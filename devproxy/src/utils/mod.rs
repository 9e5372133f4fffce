// Utilities module
//
// This module contains common utility functions:
// - path: Lexical URL path manipulation
// - validation: Common validation helpers

pub mod path;
pub mod validation;
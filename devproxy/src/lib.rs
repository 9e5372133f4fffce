//! Serve a remote web application from a local URL.
//!
//! Requests under the local mount are forwarded to a single remote origin with
//! their path, `Host` and `Origin` rewritten; redirects back to the remote are
//! mapped into local space. HTTPS listeners get a locally-trusted certificate
//! from the certificate cache, provisioned on first use.

pub mod certs;
pub mod config;
pub mod error;
pub mod proxy;
pub mod server;
pub mod utils;

pub use error::{Error, Result};
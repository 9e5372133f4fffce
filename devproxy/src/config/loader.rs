use crate::config::types::Settings;
use crate::error::{Error, Result};
use log::{debug, trace, warn};
use std::path::Path;

impl Settings {
    /// Load settings from a JSON file. A missing file is created with the defaults.
    pub async fn try_load(path: impl AsRef<Path>) -> Result<Self> {
        let path = path.as_ref();
        debug!("Loading settings from: {}", path.display());
        let settings = if path.exists() {
            let content = tokio::fs::read_to_string(path).await?;
            serde_json::from_str::<Settings>(&content)
                .map_err(|e| Error::configuration(format!("Failed to parse settings file {}: {}", path.display(), e)))?
        } else {
            warn!("Settings file not found, writing defaults to {}", path.display());
            let settings = Self::default();
            settings.save(path).await?;
            settings
        };
        trace!("Loaded settings: {:#?}", settings);
        Ok(settings)
    }

    /// Save the settings as pretty JSON, creating parent directories as needed
    pub async fn save(&self, path: impl AsRef<Path>) -> Result<()> {
        let path = path.as_ref();
        debug!("Saving settings to: {}", path.display());
        if let Some(parent) = path.parent().filter(|p| !p.as_os_str().is_empty()) {
            tokio::fs::create_dir_all(parent).await?;
        }
        let content = serde_json::to_string_pretty(self).map_err(|e| Error::configuration(e.to_string()))?;
        tokio::fs::write(path, content).await?;
        Ok(())
    }
}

REQUIRED ACTION » Repeat the listing exactly, from its first line to its last.

RESULT »
filename devproxy/src/utils/mod.rs
repository 9e5372133f4fffce
// Utilities module
//
// This module contains common utility functions:
// - path: Lexical URL path manipulation
// - validation: Common validation helpers

pub mod path;
pub mod validation;
filename devproxy/src/lib.rs
repository 9e5372133f4fffce
//! Serve a remote web application from a local URL.
//!
//! Requests under the local mount are forwarded to a single remote origin with
//! their path, `Host` and `Origin` rewritten; redirects back to the remote are
//! mapped into local space. HTTPS listeners get a locally-trusted certificate
//! from the certificate cache, provisioned on first use.

pub mod certs;
pub mod config;
pub mod error;
pub mod proxy;
pub mod server;
pub mod utils;

pub use error::{Error, Result};
repository 9e5372133f4fffce
filename devproxy/src/config/loader.rs
use crate::config::types::Settings;
use crate::error::{Error, Result};
use log::{debug, trace, warn};
use std::path::Path;

impl Settings {
    /// Load settings from a JSON file. A missing file is created with the defaults.
    pub async fn try_load(path: impl AsRef<Path>) -> Result<Self> {
        let path = path.as_ref();
        debug!("Loading settings from: {}", path.display());
        let settings = if path.exists() {
            let content = tokio::fs::read_to_string(path).await?;
            serde_json::from_str::<Settings>(&content)
                .map_err(|e| Error::configuration(format!("Failed to parse settings file {}: {}", path.display(), e)))?
        } else {
            warn!("Settings file not found, writing defaults to {}", path.display());
            let settings = Self::default();
            settings.save(path).await?;
            settings
        };
        trace!("Loaded settings: {:#?}", settings);
        Ok(settings)
    }

    /// Save the settings as pretty JSON, creating parent directories as needed
    pub async fn save(&self, path: impl AsRef<Path>) -> Result<()> {
        let path = path.as_ref();
        debug!("Saving settings to: {}", path.display());
        if let Some(parent) = path.parent().filter(|p| !p.as_os_str().is_empty()) {
            tokio::fs::create_dir_all(parent).await?;
        }
        let content = serde_json::to_string_pretty(self).map_err(|e| Error::configuration(e.to_string()))?;
        tokio::fs::write(path, content).await?;
        Ok(())
    }
}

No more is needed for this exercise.